During the Rose Festival, there was a ship moored by Waterfront Park that looked like a cross between an Aztec pyramid and the stormtrooper helmets from Star Wars. Were we hosting the navy of Venus along with our own sailors this Fleet Week? —Kilgore Trout
Show some respect, Kilgore—that ship happens to be a U.S. Navy Zumwalt-class destroyer, and it’s arguably the most technologically-advanced warship in the world. Sure, to an ignorant civilian it might look like a stormtrooper’s helmet, but discerning students of modern maritime warfare will quickly realize that it actually looks more like Boba Fett’s helmet.

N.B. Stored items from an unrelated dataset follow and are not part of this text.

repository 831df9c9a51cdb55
use serde::{Deserialize, Serialize};

use crate::services::{Registration, UserProfile};

/// Body of every non-field error response.
#[derive(Debug, Serialize)]
pub struct ErrorBody {
    pub error: String,
}

impl ErrorBody {
    pub fn new(message: impl Into<String>) -> Self {
        Self {
            error: message.into(),
        }
    }
}

#[derive(Debug, Default, Deserialize)]
#[serde(default)]
pub struct RegisterRequest {
    pub username: String,
    pub email: String,
    pub password: String,
    pub password2: String,
    pub first_name: String,
    pub last_name: String,
}

impl From<RegisterRequest> for Registration {
    fn from(req: RegisterRequest) -> Self {
        Self {
            username: req.username,
            email: req.email,
            password: req.password,
            password2: req.password2,
            first_name: req.first_name,
            last_name: req.last_name,
        }
    }
}

#[derive(Debug, Serialize)]
pub struct RegisterResponse {
    pub user: UserProfile,
    pub message: &'static str,
}

#[derive(Debug, Default, Deserialize)]
#[serde(default)]
pub struct TokenRequest {
    pub username: String,
    pub password: String,
}

#[derive(Debug, Default, Deserialize)]
#[serde(default)]
pub struct RefreshRequest {
    pub refresh: String,
}

#[derive(Debug, Serialize)]
pub struct AccessResponse {
    pub access: String,
}

#[derive(Debug, Serialize)]
pub struct HealthResponse {
    pub status: &'static str,
    pub database: bool,
    pub uptime_seconds: u64,
}
mod common;

use axum::http::StatusCode;
use common::{PASSWORD, spawn_app};
use serde_json::json;

#[tokio::test]
async fn test_register_token_me_roundtrip() {
    let app = spawn_app().await;

    let (status, body) = app.register("amara").await;
    assert_eq!(status, StatusCode::CREATED);
    assert_eq!(body["message"], "User created successfully");
    assert_eq!(body["user"]["username"], "amara");
    assert_eq!(body["user"]["email"], "amara@example.com");
    assert_eq!(body["user"]["first_name"], "Test");
    assert!(body["user"].get("password").is_none());
    assert!(body["user"].get("password_hash").is_none());

    let (status, tokens) = app
        .post_json(
            "/api/users/token/",
            json!({ "username": "amara", "password": PASSWORD }),
        )
        .await;
    assert_eq!(status, StatusCode::OK);
    let access = tokens["access"].as_str().unwrap();
    assert!(tokens["refresh"].is_string());

    let (status, me) = app.get("/api/users/me/", Some(access)).await;
    assert_eq!(status, StatusCode::OK);
    assert_eq!(me["username"], "amara");
    assert_eq!(me["id"], body["user"]["id"]);
}

#[tokio::test]
async fn test_duplicate_username_is_rejected() {
    let app = spawn_app().await;
    app.signup("kofi").await;

    let (status, body) = app.register("kofi").await;
    assert_eq!(status, StatusCode::BAD_REQUEST);
    assert_eq!(
        body["username"][0],
        "A user with that username already exists."
    );
    assert_eq!(app.state.store.user_count().await.unwrap(), 1);
}

#[tokio::test]
async fn test_register_reports_every_field_problem() {
    let app = spawn_app().await;

    let (status, body) = app
        .post_json(
            "/api/users/register/",
            json!({
                "username": "bad name!",
                "email": "not-an-email",
                "password": "1234",
                "password2": "4321",
            }),
        )
        .await;

    assert_eq!(status, StatusCode::BAD_REQUEST);
    assert!(body["username"].is_array());
    assert_eq!(body["email"][0], "Enter a valid email address.");
    assert!(
        body["password"]
            .as_array()
            .unwrap()
            .iter()
            .any(|m| m == "This password is entirely numeric.")
    );
    assert_eq!(body["password2"][0], "Password fields didn't match.");
    assert_eq!(app.state.store.user_count().await.unwrap(), 0);
}

#[tokio::test]
async fn test_token_rejects_bad_credentials() {
    let app = spawn_app().await;
    app.signup("lin").await;

    for payload in [
        json!({ "username": "lin", "password": "wrong-password" }),
        json!({ "username": "nobody", "password": PASSWORD }),
        json!({}),
    ] {
        let (status, body) = app.post_json("/api/users/token/", payload).await;
        assert_eq!(status, StatusCode::UNAUTHORIZED);
        assert_eq!(
            body["error"],
            "No active account found with the given credentials"
        );
    }
}

#[tokio::test]
async fn test_protected_routes_require_valid_token() {
    let app = spawn_app().await;

    for uri in ["/api/users/me/", "/api/analysis/history/", "/api/metrics"] {
        let (status, _) = app.get(uri, None).await;
        assert_eq!(status, StatusCode::UNAUTHORIZED, "{uri} without token");

        let (status, body) = app.get(uri, Some("garbage.token.value")).await;
        assert_eq!(status, StatusCode::UNAUTHORIZED, "{uri} with garbage token");
        assert_eq!(body["error"], "Token is invalid or expired");
    }

    let (status, _) = app
        .upload("", "image", "leaf.png", &common::png_bytes(8, 8))
        .await;
    assert_eq!(status, StatusCode::UNAUTHORIZED);
}

#[tokio::test]
async fn test_refresh_issues_new_access_token() {
    let app = spawn_app().await;
    let (_, access, refresh) = app.signup("noor").await;

    let (status, body) = app
        .post_json("/api/users/token/refresh/", json!({ "refresh": refresh }))
        .await;
    assert_eq!(status, StatusCode::OK);
    let new_access = body["access"].as_str().unwrap();

    let (status, me) = app.get("/api/users/me/", Some(new_access)).await;
    assert_eq!(status, StatusCode::OK);
    assert_eq!(me["username"], "noor");

    // Access and refresh tokens are not interchangeable
    let (status, _) = app
        .post_json("/api/users/token/refresh/", json!({ "refresh": access }))
        .await;
    assert_eq!(status, StatusCode::UNAUTHORIZED);

    let (status, _) = app.get("/api/users/me/", Some(&refresh)).await;
    assert_eq!(status, StatusCode::UNAUTHORIZED);
}

#[tokio::test]
async fn test_health_reports_database() {
    let app = spawn_app().await;

    let (status, body) = app.get("/health", None).await;
    assert_eq!(status, StatusCode::OK);
    assert_eq!(body["status"], "ok");
    assert_eq!(body["database"], true);
}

Either way, its Han Solo-hating geometry is a result of the military’s ubiquitous stealth technology—the flat surfaces deflect enemy radar so as to present the appearance of a small fishing boat, rather than a huge-ass battleship.

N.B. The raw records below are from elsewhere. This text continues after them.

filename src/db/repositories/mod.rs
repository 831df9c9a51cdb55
pub mod analysis;
pub mod user;
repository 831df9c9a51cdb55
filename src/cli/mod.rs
//! CLI module - Command-line interface for CropDoc
//!
//! This module provides a structured CLI using clap for argument parsing.

mod commands;

use clap::{Parser, Subcommand};

/// CropDoc - Crop disease analysis backend
#[derive(Parser)]
#[command(name = "cropdoc")]
#[command(author, version, about, long_about = None)]
pub struct Cli {
    #[command(subcommand)]
    pub command: Option<Commands>,
}

#[derive(Subcommand)]
pub enum Commands {
    /// Start the HTTP API server (default)
    #[command(alias = "web")]
    Serve,

    /// Create default config file
    #[command(alias = "--init")]
    Init,

    /// Run the predictor on a local image and print the payload
    Predict {
        /// Path to the image
        path: std::path::PathBuf,
    },

    /// Create an account without going through the API
    CreateUser {
        username: String,
        password: String,
        #[arg(long)]
        email: Option<String>,
    },
}

pub use commands::*;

This particular Zumwalt-class destroyer, incidentally, is the USS Michael Monsoor. It was named after a U.S. Navy SEAL who won the Medal of Honor (posthumously) for throwing himself on a grenade during the Iraq War. Unfortunately, given the way the Zumwalt project has been going for the Navy, any name that evokes something tragically going up in flames in the service of a misguided project probably cuts a little close to home. It’s like if Greg Oden had been named Greg Hindenburg.
You’ll notice that earlier I said “most technologically advanced,” not “best” or (ahem) “most cost-effective.” The Zumwalt cohort was originally supposed to comprise 32 ships. As deadlines slipped and cost overruns mounted, that figure was trimmed repeatedly until finally there were just three. Project cost? An estimated $30 billion. The project ended up so badly over budget it triggered an automatic statutory cancellation.
The Zumwalt was built around the Advanced Gun System, which fires rocket-boosted, GPS-guided shells designed as a cheaper (but shittier) alternative to Tomahawk missiles, which are apparently $1M each. But now that there are only three boats to use them, the planned economies of scale disappear, meaning the cheap but shitty shells are now just shitty, almost as spendy as the Tomahawks they were supposed to replace.